Dans cette lecture, nous suivons le quotidien un peu décousu d’Elsa. Le livre est divisé en quatre grandes parties et dans ces parties il n’y a pas de chapitres qui cloisonneraient encore plus le récit. Elsa vient d’une famille bourgeoise qui la construite avec des aprioris sur ce que doit être une relation amoureuse et les relations sexuelles. Dans cette famille, ils ne parlent pas de ce qui ne va pas ou ont des propos que nous en tant que lecteur⸱ice déconstruit⸱e on voit comme problématique mais Elsa ne s’en aperçoit pas. J’ai donc eu cette sensation d’être un peu perdue, ballottée entre les événements légers du quotidien d’Elsa et la mention du viol qui casse abruptement ce côté léger, à raison. On se rend rapidement compte que la relation qu’Elsa a avec Victor est étrange, qu’il y a quelque chose qui ne va pas mais Elsa se dit que ça doit être comme ça et c’est là que c’est un peu déroutant parce qu’on a envie de plonger dans le livre et de lui dire que non, ce qu’elle expérimente dans sa relation n’est pas okay. Mais malheureusement, on ne peut pas faire ça.

 

« Pourquoi n’est-ce pas pareil, d’être une victime tout court et d’être une victime de viol ? Pourquoi n’a-t-on pas d’autre choix que de rester victime de viol tout au long de sa vie ? Comment est-on censées se reconstruire, quand on doit à la fois cesser d’y penser tout le temps mais ne jamais l’oublier ? Je rêve d’oublier avoir été violée, mais je n’y parviens pas. Ça ne me fait pas souffrir, mais ça fait partie de moi. Je lui dis que malgré moi, je me perçois et me percevrai sans doute toujours comme une victime de viol. Je ne suis pas que ça, mais je le suis pour toujours. Le viol pourrait n’être qu’un viol, s’il n’était pas une peur dans laquelle on nous élève. Être violée, c’est non seulement subir le viol en lui-même, mais c’est aussi et surtout subir la déception, la honte, la violence d’être une victime de cette menace qu’on connaissait, qu’on redoutait. Être violée, c’est avoir échoué à ne pas l’être. C’est confirmer une prophétie de sorcière, c’est se voir enfoncée dans une condition qu’on sait inférieure. » (p.245)
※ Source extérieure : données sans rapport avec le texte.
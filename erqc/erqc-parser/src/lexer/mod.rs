use std::ops::Range;

use chumsky::prelude::*;

use self::lr::{EscapePart, Literal, Token, TokenKind, Tokens};
use crate::error::{Error, Reason, WithErrorInfo};
use crate::span::Span;

pub mod lr;
#[cfg(test)]
mod test;

pub(crate) type LError = Simple<char>;

/// Reserved words. Anything else that looks like a word is a name, so
/// contextual words such as `over`, `window` or `output` stay usable as
/// column names.
pub const KEYWORDS: &[&str] = &[
    "and", "as", "asc", "between", "by", "case", "collate", "cross", "desc", "distinct", "do",
    "else", "end", "escape", "except", "false", "for", "from", "full", "glob", "if", "in",
    "inner", "intersect", "is", "join", "left", "like", "limit", "match", "natural", "not",
    "null", "offset", "on", "or", "order", "regexp", "right", "select", "set", "then", "true",
    "union", "using", "values", "when", "where", "with",
];

/// Lex Erq into tokens.
pub fn lex_source(source: &str) -> Result<Tokens, Vec<Error>> {
    lex_source_raw(source)
        .map(Tokens)
        .map_err(|errors| {
            errors
                .into_iter()
                .map(|e| convert_lexer_error(source, e))
                .collect()
        })
}

/// Lex, keeping chumsky's errors so callers can tell apart an error at the
/// end of input.
pub(crate) fn lex_source_raw(source: &str) -> Result<Vec<Token>, Vec<LError>> {
    let res = lexer().parse(source);
    if let Ok(tokens) = &res {
        log::trace!("lexed {} tokens", tokens.len());
    }
    res
}

pub(crate) fn convert_lexer_error(source: &str, e: LError) -> Error {
    let while_parsing = e
        .label()
        .map(|l| format!(" while parsing {l}"))
        .unwrap_or_default();

    let reason = match e.found() {
        Some(found) => Reason::Unexpected {
            found: format!("{found}{while_parsing}"),
        },
        None => Reason::Simple(format!("unexpected end of input{while_parsing}")),
    };

    // spans past the end of the source point at its last character
    let len = source.chars().count();
    let mut span = Span::from(e.span());
    if span.start >= len && len > 0 {
        span = Span {
            start: len - 1,
            end: len,
        };
    }

    Error::new(reason).with_span(Some(span))
}

pub(crate) fn lexer() -> impl Parser<char, Vec<Token>, Error = LError> {
    let token = token();

    let meta = meta_command().map_with_span(into_token);

    // meta commands only start a line, so new lines are lexed one at a time
    // and never swallowed by a longer whitespace run
    let leading_meta = inline_whitespace().or_not().ignore_then(meta.clone());
    let line_meta = just('\n')
        .ignore_then(inline_whitespace().or_not())
        .ignore_then(meta);

    let item = choice((
        line_meta.map(Some),
        just('\n').to(None),
        inline_whitespace_or_comment().to(None),
        token.map(Some),
    ));

    leading_meta
        .or_not()
        .chain::<Token, Vec<_>, _>(item.repeated().flatten())
        .then_ignore(end())
}

fn into_token(kind: TokenKind, span: Range<usize>) -> Token {
    Token { kind, span }
}

fn token() -> impl Parser<char, Token, Error = LError> + Clone {
    recursive(|token| {
        let control_multi = choice((
            just(";;").to(TokenKind::Terminator),
            just("=>").to(TokenKind::ArrowFat),
            just("::").to(TokenKind::DoubleColon),
            just("->>").to(TokenKind::ArrowDouble),
            just("->").to(TokenKind::ArrowThin),
            just("||").to(TokenKind::Concat),
            just("==").to(TokenKind::Eq),
            just("!=").to(TokenKind::Ne),
            just("<>").to(TokenKind::Ne),
            just(">=").to(TokenKind::Gte),
            just("<=").to(TokenKind::Lte),
            just("<<").to(TokenKind::ShiftLeft),
            just(">>").to(TokenKind::ShiftRight),
        ));

        let control = one_of("+-*/%&|~<>=(),.[]{}:;@").map(TokenKind::Control);

        let variable = just('@')
            .ignore_then(plain_ident())
            .map(TokenKind::Variable);

        let word = plain_ident()
            .map(|word| {
                let lower = word.to_lowercase();
                if KEYWORDS.contains(&lower.as_str()) {
                    TokenKind::Keyword(lower)
                } else {
                    TokenKind::Ident(word)
                }
            })
            .or(quoted_ident().map(TokenKind::Ident));

        choice((
            join_arrow(),
            control_multi,
            escaped_string(token),
            literal().map(TokenKind::Literal),
            variable,
            control,
            word,
        ))
        .map_with_span(into_token)
        .boxed()
    })
}

/// Whitespace (new lines included) and comments.
fn whitespace_or_comment() -> impl Parser<char, (), Error = LError> + Clone {
    just('\n').ignored().or(inline_whitespace_or_comment())
}

/// Whitespace up to the end of the line and comments. `\r` counts as inline,
/// so CRLF line ends still leave a `\n` for meta commands to follow.
fn inline_whitespace_or_comment() -> impl Parser<char, (), Error = LError> + Clone {
    let line_comment = just("--").then(none_of('\n').repeated()).ignored();
    let block_comment = just("/*").then(take_until(just("*/"))).ignored();

    choice((inline_whitespace(), line_comment, block_comment))
}

fn inline_whitespace() -> impl Parser<char, (), Error = LError> + Clone {
    filter(|c: &char| c.is_whitespace() && *c != '\n')
        .repeated()
        .at_least(1)
        .ignored()
}

pub(crate) fn plain_ident() -> impl Parser<char, String, Error = LError> + Clone {
    filter(|c: &char| c.is_alphabetic() || *c == '_')
        .chain::<char, Vec<_>, _>(
            filter(|c: &char| c.is_alphanumeric() || *c == '_' || *c == '$').repeated(),
        )
        .collect()
}

/// A backtick-quoted name, kept with its quotes.
fn quoted_ident() -> impl Parser<char, String, Error = LError> + Clone {
    none_of('`')
        .repeated()
        .collect::<String>()
        .delimited_by(just('`'), just('`'))
        .repeated()
        .at_least(1)
        .map(|segments| format!("`{}`", segments.join("``")))
        .labelled("quoted name")
}

fn ident_part() -> impl Parser<char, String, Error = LError> + Clone {
    plain_ident().or(quoted_ident())
}

fn join_arrow() -> impl Parser<char, TokenKind, Error = LError> + Clone {
    just("-:")
        .ignore_then(ident_part())
        .then(just(':').ignore_then(ident_part()).or_not())
        .then_ignore(just(":>"))
        .map(|(left, right)| TokenKind::JoinArrow { left, right })
}

fn meta_command() -> impl Parser<char, TokenKind, Error = LError> + Clone {
    just('.')
        .ignore_then(plain_ident())
        .then(none_of('\n').repeated().collect::<String>())
        .map(|(name, args)| TokenKind::Meta {
            name,
            args: args.trim().to_string(),
        })
}

fn hex_digit() -> impl Parser<char, char, Error = LError> + Clone {
    filter(|c: &char| c.is_ascii_hexdigit())
}

fn digit() -> impl Parser<char, char, Error = LError> + Clone {
    filter(|c: &char| c.is_ascii_digit())
}

fn literal() -> impl Parser<char, Literal, Error = LError> + Clone {
    let hex_number = just('0')
        .chain(one_of("xX"))
        .chain::<char, _, _>(hex_digit().repeated().at_least(1));

    let exp = one_of("eE")
        .chain(one_of("+-").or_not())
        .chain::<char, _, _>(digit().repeated().at_least(1));

    let frac = just('.').chain::<char, _, _>(digit().repeated());

    let decimal = digit()
        .repeated()
        .at_least(1)
        .chain::<char, _, _>(frac.or_not().flatten())
        .or(just('.').chain::<char, _, _>(digit().repeated().at_least(1)))
        .chain::<char, _, _>(exp.or_not().flatten());

    let number = hex_number
        .or(decimal)
        .collect::<String>()
        .map(Literal::Number)
        .labelled("number");

    let blob = one_of("xX")
        .chain(just('\''))
        .chain::<char, _, _>(hex_digit().repeated())
        .chain::<char, _, _>(just('\''))
        .collect::<String>()
        .map(Literal::Blob)
        .labelled("blob");

    let string = none_of('\'')
        .repeated()
        .collect::<String>()
        .delimited_by(just('\''), just('\''))
        .repeated()
        .at_least(1)
        .map(|segments| Literal::String(format!("'{}'", segments.join("''"))))
        .labelled("string");

    let json = just('"')
        .chain::<char, _, _>(
            choice((
                just('\\').chain(any()),
                none_of("\"\\").map(|c| vec![c]),
            ))
            .repeated()
            .flatten(),
        )
        .chain::<char, _, _>(just('"'))
        .collect::<String>()
        .map(Literal::Json)
        .labelled("JSON string");

    choice((blob, string, json, number))
}

fn escaped_string<T>(token: T) -> impl Parser<char, TokenKind, Error = LError> + Clone
where
    T: Parser<char, Token, Error = LError> + Clone + 'static,
{
    let group = embedded_group(token);

    let unicode = just('u')
        .ignore_then(
            hex_digit()
                .repeated()
                .at_least(1)
                .delimited_by(just('{'), just('}'))
                .or(hex_digit().repeated().exactly(4)),
        )
        .or(just('x').ignore_then(hex_digit().repeated().exactly(2)))
        .collect::<String>()
        .map(EscapePart::Unicode);

    // printf conversion: flags, width, precision, then the conversion letter
    let spec = one_of("-+ 0#,!")
        .repeated()
        .chain::<char, _, _>(digit().repeated())
        .chain::<char, _, _>(
            just('.')
                .chain::<char, _, _>(digit().repeated())
                .or_not()
                .flatten(),
        )
        .chain::<char, _, _>(filter(|c: &char| c.is_ascii_alphabetic()))
        .collect::<String>();

    let escape = just('\\').ignore_then(choice((
        just('\'').to(EscapePart::Apostrophe),
        just('\\').to(EscapePart::Backslash),
        just('n').to(EscapePart::Control(10)),
        just('t').to(EscapePart::Control(9)),
        just('r').to(EscapePart::Control(13)),
        unicode,
        just('%')
            .ignore_then(spec)
            .then(group.clone())
            .map(|(spec, tokens)| EscapePart::Format { spec, tokens }),
        group.map(|tokens| EscapePart::Interpolate { tokens }),
        any().map(EscapePart::Unknown),
    )));

    let text = none_of("'\\%")
        .repeated()
        .at_least(1)
        .collect::<String>()
        .map(EscapePart::Text);

    let part = choice((
        just("''").to(EscapePart::Apostrophe),
        just('%').to(EscapePart::Percent),
        escape,
        text,
    ));

    one_of("eE")
        .ignore_then(just('\''))
        .ignore_then(part.repeated())
        .then_ignore(just('\''))
        .map(TokenKind::Escaped)
        .labelled("escaped string")
}

/// Tokens between a pair of parentheses, nested pairs included.
fn embedded_group<T>(token: T) -> impl Parser<char, Vec<Token>, Error = LError> + Clone
where
    T: Parser<char, Token, Error = LError> + Clone + 'static,
{
    let paren = |c: char| {
        just(c).map_with_span(move |_, span| Token {
            kind: TokenKind::Control(c),
            span,
        })
    };

    recursive(move |inner| {
        let nested = paren('(').chain(inner).chain(paren(')'));

        let single = token.clone().try_map(|token: Token, span| match token.kind {
            TokenKind::Control('(') | TokenKind::Control(')') => {
                Err(Simple::custom(span, "unbalanced parenthesis"))
            }
            _ => Ok(vec![token]),
        });

        nested
            .or(single)
            .padded_by(whitespace_or_comment().repeated())
            .repeated()
            .flatten()
    })
    .delimited_by(just('('), just(')'))
}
J’ai pu entendre un autre avis qui a beaucoup nourrit et précisé le mien. Comme on dit, « rendons à césar ce qui appartient à césar ». Une personne de la communauté bookstagram a parlé de ce livre en disant qu’il est « difficile d’avoir un avis binaire, dans le sens j’ai aimé ou je n’ai pas aimé ». C’est tout à fait ce que j’ai ressenti durant et après ma lecture. Comme elle, au départ Elsa on a pas trop envie de l’aimer parce qu’elle nous parle de sa relation toxique comme si tout allait bien. A partir de la seconde moitié du livre, on comprend mieux de quoi Capucine Delattre veut traiter : la zone-grise. Pour expliquer rapidement, la zone-grise est la zone où le consentement est incertain. Les relations sexuelles d’Elsa ne sont pas voulues par plaisir mais parce que pour le personnage elles doivent être faites, c’est une obligation, un devoir conjugal. Alors que non. C’est à partir du moment où le terme de zone-grise est employé qu’en tant que lectrice, j’ai senti ma colère s’accumuler et vouloir exploser. Une colère contre les hommes, une colère contre le système sexiste dans lequel chacun⸱e vit et qui perdure.

 

« Je voudrais pouvoir porter plainte, mais je suis furieuse de n’avoir d’autre recours que celui que m’impose la justice. Depuis #MeToo, les gens voient la plainte comme une fin en soi. De même que les contes de fées s’achèvent par un mariage et des tas d’enfants, les histoires de violées trouveraient leur terme avec un passage au commissariat. Ça pourrait, si seulement nous y attendait autre chose qu’un parpaing de papier et un non-lieu dans 99,9 % des cas. Je voudrais pouvoir porter plainte, mais comment m’y résoudre, comment consentir à me soumettre à un régime de vérité absolue quand les gens mentent, partout, tout le temps, sans jamais être inquiétés ? Je voudrais pouvoir porter plainte, mais j’ai cette colère froide et fière, je suis furieuse qu’on exige de moi de tout dire pour, peut-être, admettre qu’on a pas pu me faire du tort. Je voudrais un monde où il serait possible de reconnaître que la vertu de la victime est une fiction, un confort, une arnaque, qu’on peut être prise pour cible sans être irréprochable, qu’on peut avoir menti, traîné, pesté, et joui sans porter la moindre responsabilité de ce qui nous est arrivé. Je voudrais que l’on écoute les plaintes auxquelles il manque des morceaux. Les amnésiques, les bordéliques, les timides et les névrotiques, celles qui ont peur, celles qui ont mal, ne savent plus ou ne veulent plus savoir, celles qui ne veulent pas de réparation, n’en attendent plus, celles qui parlent pour en finir et celles qui veulent être prises dans les bras de quelqu’un. Je voudrais que les juges se rappellent un peu, parfois, qu’on a souvent davantage envie d’un regard que d’une sanction pénale. Il ne s’agit pas de le punir. Il s’agirait de me guérir. J’ai envie, pourtant. J’ai envie d’y aller pour voir, pour crier, pour l’entendre. J’en rêve, mais je ne le déteste pas assez pour ça. Pour ça, il aurait fallu que ça se finisse mal, qu’il se révèle à moi comme un salaud, un vrai. » (p.209-210)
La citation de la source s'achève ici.